Differences between the original and modified protocol

Reagent	Original	Modified	Costs for 192 overgos
			Original	Modified
Primer	20 pmol	10 pmol
BSA (2 mg/ml) (acetylated)	1.0 μl	1.0 μl	25.00	25.00
5× overgo labeling buffer	4.0 μl	4.0 μl	20.00	20.00
H2O (add before dNTPs)	2.0 μl	4.0 μl	—	—
[α-32P]dATP (10 μCi/μl)	1.0 μl	0.125 μl	440.00	55.00
[α-32P]dCTP (10 μCi/μl)	1.0 μl	0.125 μl	440.00	55.00
[α-32P]dGTP (10 μCi/μl)	0 μl	0.125 μl	0	55.00
[α-32P]dTTP (10 μCi/μl)	0 μl	0.125 μl	0	55.00
Klenow fragment (2 U/μl)	1.0 μl	0.2 μl	106.00	21.00
Total costs			1031.00	286.00
Exposure time (days)			1–2	5–6

The rationale behind using all four radionucleotides was that this would help to equalize the intensity of all probes by reducing the influence of nucleotide frequency. This was expected to have two favorable consequences. One was that our overgo design algorithm would not have to take into consideration the frequency and exact position of any particular nucleotide in order to generate an acceptable 36mer, with the consequence being more likelihood that we could choose oligos with comparable thermodynamic behaviour. The other was that the intensity of hybridization among overgos would tend be more equal than would be possible with fewer than four radionucleotide, thus minimizing the number of probes that fail simply due to a relative paucity of label. BACs hybridized with such overgos might then not be observed as positives. We recently applied this modified method to the identification of gene-bearing BAC clones of barley using ∼12 600 overgos. In ∼70 pools ranging from 96 to 300 simultaneous probes, most often 192 probes per pool, ∼65 000 gene-rich BACs were identified. On average 6.7 clones were identified for all the overgos hybridized, which is in close accordance with the 6.3× genome coverage of this library.
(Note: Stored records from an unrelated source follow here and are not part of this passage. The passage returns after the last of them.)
//! Command-line arguments

use clap::Parser;

/// Taskpad - personal to-do list in the terminal
#[derive(Debug, Parser)]
#[command(
    name = "taskpad",
    about = "Personal to-do list backed by a hosted auth + data service",
    version,
    after_help = "Backend settings are read from TASKPAD_BACKEND_URL and \
                  TASKPAD_BACKEND_ANON_KEY (a .env file is loaded if present). \
                  The signed-in session is kept in TASKPAD_BACKEND_SESSION_FILE \
                  or the platform config directory."
)]
pub struct Cli {
    /// Run against an in-process backend instead of the hosted service
    #[arg(long)]
    pub offline: bool,

    /// Enable debug logging
    #[arg(short, long)]
    pub verbose: bool,

    /// Emit logs as JSON lines
    #[arg(long)]
    pub json_logs: bool,
}

impl Cli {
    /// Default `EnvFilter` directive when `RUST_LOG` is unset
    pub fn default_log_filter(&self) -> &'static str {
        if self.verbose {
            "taskpad=debug,taskpad_shared=debug"
        } else {
            "taskpad=warn,taskpad_shared=warn"
        }
    }
}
With many plant and animal species in early phases of genome sequencing and physical mapping, the use of methods that are cost-efficient, sensitive and safe are desirable. The procedure described here improves the cost-effectiveness and reduces the radiation exposure hazards of detecting BAC clones en masse using overgo probes. In essence we have made an already-reliable method even better.

SUPPLEMENTARY DATA

Supplementary Data are available at NAR Online.